Quibble all you want, but we, the United States of America, tortured people. We tortured quite a few of them, brutally and over a long period of time, and in some cases those we tortured were completely innocent. In several cases, people died during torture.

Yes, those who endorsed and conducted that torture continue to reject use of that word, but they know better. You can tell they know better by how vehemently they argued against Tuesday’s release of a U.S. Senate report. They tortured, they aren’t proud of it, and they don’t want the world to know what they did.

And again, quibble all you want about the supposed rationale for torture. We tortured because we were scared. We let the terrorists win. We lacked the courage of our convictions, and we let them frighten us into abandoning what we knew to be right, even though the threat that we faced and continue to face from terrorists is far less grave than the threat we faced during World War II or even the Cold War.

We let ourselves be frightened into shaming ourselves, our country and its traditions. Even worse, our leaders were willing, eager co-conspirators in that fear-mongering. Rather than reassure us, they dialed the fear upward because our fear gave them more freedom to do what they wanted, up to and including a disastrous invasion of Iraq.

A lot of people will be angered by the release of the Senate report, and its contents are likely to cause us a lot of problems overseas. That’s deeply unfortunate, but the problem isn’t the revelation that such behavior occurred. Again, the problem is that the behavior occurred in the first place. Keeping that knowledge bottled up, where it still can be officially denied, would merely raise the odds that we will make the same mistake again.

We have a choice and always have a choice: Some would have us merely pretend to be that shining city on the hill that Ronald Reagan used to describe us as; they want to stir up anger at those who would dare to expose that as mere pretense. Others, fortunately, are more courageous, and propose that we actually try to live up to that lofty goal, and to get angry at those who cause us to fall short and try to do better.

In that regard, the most reassuring aspect of this entire scandal is that maybe, in the end and through stubborn leadership from Sen. Dianne Feinstein and others, we are belatedly acknowledging the truth of much of what happened. That’s a start. As Feinstein wrote in releasing the report, “We cannot again allow history to be forgotten and grievous past mistakes to be repeated.”

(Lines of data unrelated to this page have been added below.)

//! Request/response types for the Immutable X REST API
//!
//! Completion requests (`Create*Request`) are built exclusively from the
//! signable response they answer: the `from_signable` constructors consume
//! the response and echo its fields verbatim. The network recomputes the
//! payload hash from these fields and rejects any mismatch, so nothing here
//! is ever recomputed locally.

use serde::{Deserialize, Serialize};

/// Token shape embedded in signable requests.
#[derive(Debug, Clone, PartialEq, Serialize, Deserialize)]
#[serde(tag = "type", content = "data")]
pub enum SignableToken {
    #[serde(rename = "ETH")]
    Eth { decimals: u8 },
    #[serde(rename = "ERC20")]
    Erc20 {
        token_address: String,
        #[serde(skip_serializing_if = "Option::is_none")]
        decimals: Option<u8>,
    },
    #[serde(rename = "ERC721")]
    Erc721 {
        token_id: String,
        token_address: String,
    },
}

/// Token shape accepted by the asset-encoding endpoint.
///
/// Serialized by hand because minted and mintable ERC721 tokens share the
/// `ERC721` tag while carrying different data shapes.
#[derive(Debug, Clone, PartialEq)]
pub enum EncodeAssetToken {
    Eth,
    Erc20 {
        token_address: String,
    },
    Erc721 {
        token_id: String,
        token_address: String,
    },
    /// Mintable assets are encoded from their off-chain id and blueprint
    /// because no L1 token id exists yet.
    MintableErc721 {
        id: String,
        token_address: String,
        blueprint: Option<String>,
    },
}

impl EncodeAssetToken {
    /// Whether this token must be encoded through the mintable-asset path
    pub fn is_mintable(&self) -> bool {
        matches!(self, Self::MintableErc721 { .. })
    }
}

impl Serialize for EncodeAssetToken {
    fn serialize<S: serde::Serializer>(&self, serializer: S) -> Result<S::Ok, S::Error> {
        let value = match self {
            Self::Eth => serde_json::json!({ "type": "ETH" }),
            Self::Erc20 { token_address } => serde_json::json!({
                "type": "ERC20",
                "data": { "token_address": token_address },
            }),
            Self::Erc721 {
                token_id,
                token_address,
            } => serde_json::json!({
                "type": "ERC721",
                "data": { "token_id": token_id, "token_address": token_address },
            }),
            Self::MintableErc721 {
                id,
                token_address,
                blueprint,
            } => {
                let mut data = serde_json::json!({ "id": id, "token_address": token_address });
                if let Some(blueprint) = blueprint {
                    data["blueprint"] = serde_json::Value::String(blueprint.clone());
                }
                serde_json::json!({ "type": "ERC721", "data": data })
            }
        };
        value.serialize(serializer)
    }
}

// ========== Users ==========

#[derive(Debug, Clone, PartialEq, Serialize, Deserialize)]
pub struct GetUsersResponse {
    pub accounts: Vec<String>,
}

#[derive(Debug, Clone, PartialEq, Serialize, Deserialize)]
pub struct GetSignableRegistrationRequest {
    pub ether_key: String,
    pub stark_key: String,
}

#[derive(Debug, Clone, PartialEq, Serialize, Deserialize)]
pub struct GetSignableRegistrationOffchainResponse {
    pub signable_message: String,
    pub payload_hash: String,
}

/// On-chain variant: the network's operator co-signs the key binding so the
/// combined register-and-withdraw entry points can verify it.
#[derive(Debug, Clone, PartialEq, Serialize, Deserialize)]
pub struct GetSignableRegistrationResponse {
    pub operator_signature: String,
}

#[derive(Debug, Clone, PartialEq, Serialize, Deserialize)]
pub struct RegisterUserRequest {
    pub ether_key: String,
    pub stark_key: String,
    pub eth_signature: String,
    pub stark_signature: String,
}

#[derive(Debug, Clone, PartialEq, Serialize, Deserialize)]
pub struct RegisterUserResponse {
    pub tx_hash: String,
}

// ========== Tokens ==========

#[derive(Debug, Clone, PartialEq, Serialize, Deserialize)]
pub struct TokenDetailsResponse {
    pub decimals: u8,
    #[serde(default, skip_serializing_if = "Option::is_none")]
    pub symbol: Option<String>,
    #[serde(default, skip_serializing_if = "Option::is_none")]
    pub quantum: Option<String>,
}

// ========== Encoding ==========

#[derive(Debug, Clone, PartialEq, Serialize)]
pub struct EncodeAssetRequest {
    pub token: EncodeAssetToken,
}

#[derive(Debug, Clone, PartialEq, Serialize, Deserialize)]
pub struct EncodeAssetResponse {
    pub asset_type: String,
    pub asset_id: String,
}

// ========== Mints ==========

#[derive(Debug, Clone, PartialEq, Serialize, Deserialize)]
pub struct MintableTokenResponse {
    pub token_id: String,
    pub client_token_id: String,
    #[serde(default, skip_serializing_if = "Option::is_none")]
    pub blueprint: Option<String>,
}

// ========== Deposits ==========

#[derive(Debug, Clone, PartialEq, Serialize, Deserialize)]
pub struct GetSignableDepositRequest {
    pub user: String,
    pub token: SignableToken,
    pub amount: String,
}

#[derive(Debug, Clone, PartialEq, Serialize, Deserialize)]
pub struct GetSignableDepositResponse {
    pub stark_key: String,
    pub vault_id: u64,
    /// Quantized amount, echoed into the on-chain deposit call
    pub amount: String,
}

// ========== Withdrawals ==========

#[derive(Debug, Clone, PartialEq, Serialize, Deserialize)]
pub struct GetSignableWithdrawalRequest {
    pub user: String,
    pub token: SignableToken,
    pub amount: String,
}

#[derive(Debug, Clone, PartialEq, Serialize, Deserialize)]
pub struct GetSignableWithdrawalResponse {
    pub stark_key: String,
    pub vault_id: u64,
    pub amount: String,
    pub asset_id: String,
    pub nonce: u64,
    pub payload_hash: String,
    pub signable_message: String,
}

#[derive(Debug, Clone, PartialEq, Serialize, Deserialize)]
pub struct CreateWithdrawalRequest {
    pub stark_key: String,
    pub vault_id: u64,
    pub amount: String,
    pub asset_id: String,
    pub nonce: u64,
    pub stark_signature: String,
}

impl CreateWithdrawalRequest {
    /// Echo the signable response, attaching the L2 signature.
    pub fn from_signable(
        signable: GetSignableWithdrawalResponse,
        stark_signature: String,
    ) -> Self {
        Self {
            stark_key: signable.stark_key,
            vault_id: signable.vault_id,
            amount: signable.amount,
            asset_id: signable.asset_id,
            nonce: signable.nonce,
            stark_signature,
        }
    }
}

#[derive(Debug, Clone, PartialEq, Serialize, Deserialize)]
pub struct CreateWithdrawalResponse {
    pub withdrawal_id: u64,
    pub status: String,
}

// ========== Orders ==========

#[derive(Debug, Clone, PartialEq, Serialize, Deserialize)]
pub struct GetSignableOrderRequest {
    pub user: String,
    pub amount_sell: String,
    pub token_sell: SignableToken,
    pub amount_buy: String,
    pub token_buy: SignableToken,
    #[serde(skip_serializing_if = "Option::is_none")]
    pub expiration_timestamp: Option<u64>,
}

#[derive(Debug, Clone, PartialEq, Serialize, Deserialize)]
pub struct GetSignableOrderResponse {
    pub stark_key: String,
    pub vault_id_sell: u64,
    pub vault_id_buy: u64,
    pub amount_sell: String,
    pub amount_buy: String,
    pub asset_id_sell: String,
    pub asset_id_buy: String,
    pub nonce: u64,
    pub expiration_timestamp: u64,
    pub payload_hash: String,
    pub signable_message: String,
}

#[derive(Debug, Clone, PartialEq, Serialize, Deserialize)]
pub struct CreateOrderRequest {
    pub stark_key: String,
    pub vault_id_sell: u64,
    pub vault_id_buy: u64,
    pub amount_sell: String,
    pub amount_buy: String,
    pub asset_id_sell: String,
    pub asset_id_buy: String,
    pub nonce: u64,
    pub expiration_timestamp: u64,
    pub stark_signature: String,
}

impl CreateOrderRequest {
    /// Echo the signable response, attaching the L2 signature.
    pub fn from_signable(signable: GetSignableOrderResponse, stark_signature: String) -> Self {
        Self {
            stark_key: signable.stark_key,
            vault_id_sell: signable.vault_id_sell,
            vault_id_buy: signable.vault_id_buy,
            amount_sell: signable.amount_sell,
            amount_buy: signable.amount_buy,
            asset_id_sell: signable.asset_id_sell,
            asset_id_buy: signable.asset_id_buy,
            nonce: signable.nonce,
            expiration_timestamp: signable.expiration_timestamp,
            stark_signature,
        }
    }
}

#[derive(Debug, Clone, PartialEq, Serialize, Deserialize)]
pub struct CreateOrderResponse {
    pub order_id: u64,
    pub status: String,
    pub time: u64,
}

#[derive(Debug, Clone, PartialEq, Serialize, Deserialize)]
pub struct GetSignableCancelOrderResponse {
    pub order_id: u64,
    pub payload_hash: String,
    pub signable_message: String,
}

#[derive(Debug, Clone, PartialEq, Serialize, Deserialize)]
pub struct CancelOrderRequest {
    pub order_id: u64,
    pub stark_signature: String,
}

impl CancelOrderRequest {
    pub fn from_signable(signable: GetSignableCancelOrderResponse, stark_signature: String) -> Self {
        Self {
            order_id: signable.order_id,
            stark_signature,
        }
    }
}

#[derive(Debug, Clone, PartialEq, Serialize, Deserialize)]
pub struct CancelOrderResponse {
    pub order_id: u64,
    pub status: String,
}

// ========== Trades ==========

#[derive(Debug, Clone, PartialEq, Serialize, Deserialize)]
pub struct GetSignableTradeRequest {
    pub user: String,
    /// Maker order this trade fills
    pub order_id: u64,
}

#[derive(Debug, Clone, PartialEq, Serialize, Deserialize)]
pub struct GetSignableTradeResponse {
    pub stark_key: String,
    pub vault_id_sell: u64,
    pub vault_id_buy: u64,
    pub amount_sell: String,
    pub amount_buy: String,
    pub asset_id_sell: String,
    pub asset_id_buy: String,
    pub nonce: u64,
    pub expiration_timestamp: u64,
    pub payload_hash: String,
    pub signable_message: String,
}

#[derive(Debug, Clone, PartialEq, Serialize, Deserialize)]
pub struct CreateTradeRequest {
    pub order_id: u64,
    pub stark_key: String,
    pub vault_id_sell: u64,
    pub vault_id_buy: u64,
    pub amount_sell: String,
    pub amount_buy: String,
    pub asset_id_sell: String,
    pub asset_id_buy: String,
    pub nonce: u64,
    pub expiration_timestamp: u64,
    pub stark_signature: String,
}

impl CreateTradeRequest {
    pub fn from_signable(
        signable: GetSignableTradeResponse,
        order_id: u64,
        stark_signature: String,
    ) -> Self {
        Self {
            order_id,
            stark_key: signable.stark_key,
            vault_id_sell: signable.vault_id_sell,
            vault_id_buy: signable.vault_id_buy,
            amount_sell: signable.amount_sell,
            amount_buy: signable.amount_buy,
            asset_id_sell: signable.asset_id_sell,
            asset_id_buy: signable.asset_id_buy,
            nonce: signable.nonce,
            expiration_timestamp: signable.expiration_timestamp,
            stark_signature,
        }
    }
}

#[derive(Debug, Clone, PartialEq, Serialize, Deserialize)]
pub struct CreateTradeResponse {
    pub trade_id: u64,
    pub status: String,
}

// ========== Transfers ==========

#[derive(Debug, Clone, PartialEq, Serialize, Deserialize)]
pub struct GetSignableTransferV1Request {
    pub sender: String,
    pub token: SignableToken,
    pub amount: String,
    pub receiver: String,
}

#[derive(Debug, Clone, PartialEq, Serialize, Deserialize)]
pub struct GetSignableTransferV1Response {
    pub sender_stark_key: String,
    pub sender_vault_id: u64,
    pub receiver_stark_key: String,
    pub receiver_vault_id: u64,
    pub asset_id: String,
    pub amount: String,
    pub nonce: u64,
    pub expiration_timestamp: u64,
    pub payload_hash: String,
    pub signable_message: String,
}

#[derive(Debug, Clone, PartialEq, Serialize, Deserialize)]
pub struct CreateTransferV1Request {
    pub sender_stark_key: String,
    pub sender_vault_id: u64,
    pub receiver_stark_key: String,
    pub receiver_vault_id: u64,
    pub asset_id: String,
    pub amount: String,
    pub nonce: u64,
    pub expiration_timestamp: u64,
    pub stark_signature: String,
}

impl CreateTransferV1Request {
    pub fn from_signable(
        signable: GetSignableTransferV1Response,
        stark_signature: String,
    ) -> Self {
        Self {
            sender_stark_key: signable.sender_stark_key,
            sender_vault_id: signable.sender_vault_id,
            receiver_stark_key: signable.receiver_stark_key,
            receiver_vault_id: signable.receiver_vault_id,
            asset_id: signable.asset_id,
            amount: signable.amount,
            nonce: signable.nonce,
            expiration_timestamp: signable.expiration_timestamp,
            stark_signature,
        }
    }
}

#[derive(Debug, Clone, PartialEq, Serialize, Deserialize)]
pub struct CreateTransferV1Response {
    pub transfer_id: u64,
    pub status: String,
}

/// One item of a batch signable-transfer request
#[derive(Debug, Clone, PartialEq, Serialize, Deserialize)]
pub struct SignableTransferDetails {
    pub amount: String,
    pub token: SignableToken,
    pub receiver: String,
}

#[derive(Debug, Clone, PartialEq, Serialize, Deserialize)]
pub struct GetSignableTransferV2Request {
    pub sender_ether_key: String,
    pub signable_requests: Vec<SignableTransferDetails>,
}

/// One item of a batch signable-transfer response
#[derive(Debug, Clone, PartialEq, Serialize, Deserialize)]
pub struct SignableTransferResponseDetails {
    pub sender_vault_id: u64,
    pub receiver_stark_key: String,
    pub receiver_vault_id: u64,
    pub asset_id: String,
    pub amount: String,
    pub nonce: u64,
    pub expiration_timestamp: u64,
    pub payload_hash: String,
}

#[derive(Debug, Clone, PartialEq, Serialize, Deserialize)]
pub struct GetSignableTransferV2Response {
    pub sender_stark_key: String,
    /// One combined message covering the whole batch; signed once by L1
    pub signable_message: String,
    pub signable_responses: Vec<SignableTransferResponseDetails>,
}

#[derive(Debug, Clone, PartialEq, Serialize, Deserialize)]
pub struct TransferRequestItem {
    pub sender_vault_id: u64,
    pub receiver_stark_key: String,
    pub receiver_vault_id: u64,
    pub asset_id: String,
    pub amount: String,
    pub nonce: u64,
    pub expiration_timestamp: u64,
    pub stark_signature: String,
}

impl TransferRequestItem {
    pub fn from_signable(
        signable: SignableTransferResponseDetails,
        stark_signature: String,
    ) -> Self {
        Self {
            sender_vault_id: signable.sender_vault_id,
            receiver_stark_key: signable.receiver_stark_key,
            receiver_vault_id: signable.receiver_vault_id,
            asset_id: signable.asset_id,
            amount: signable.amount,
            nonce: signable.nonce,
            expiration_timestamp: signable.expiration_timestamp,
            stark_signature,
        }
    }
}

#[derive(Debug, Clone, PartialEq, Serialize, Deserialize)]
pub struct CreateTransferV2Request {
    pub sender_stark_key: String,
    pub requests: Vec<TransferRequestItem>,
}

#[derive(Debug, Clone, PartialEq, Serialize, Deserialize)]
pub struct CreateTransferV2Response {
    pub transfer_ids: Vec<u64>,
}

// ========== Exchanges ==========

#[derive(Debug, Clone, PartialEq, Serialize, Deserialize)]
pub struct CreateExchangeTransferResponse {
    pub transfer_id: u64,
    pub status: String,
}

However, it’s also important that we not seek scapegoats upon whom we can all pile our guilt through prosecution and feel ourselves cleansed. We all knew, or at least had grounds to know, that agents of the U.S. government were engaging in and abetting torture in our name, yet through those years, we as a nation allowed it to continue anyway. There was no great groundswell of outrage against it. President Bush, Condoleezza Rice, Dick Cheney, Donald Rumsfeld, Alberto Gonzalez — yes, they each played major roles, but the nation as a whole was complicit.

In short, this will be a stain on our national honor, and it ought to be. We chickened out, that’s just the truth. When the test came, we chickened out.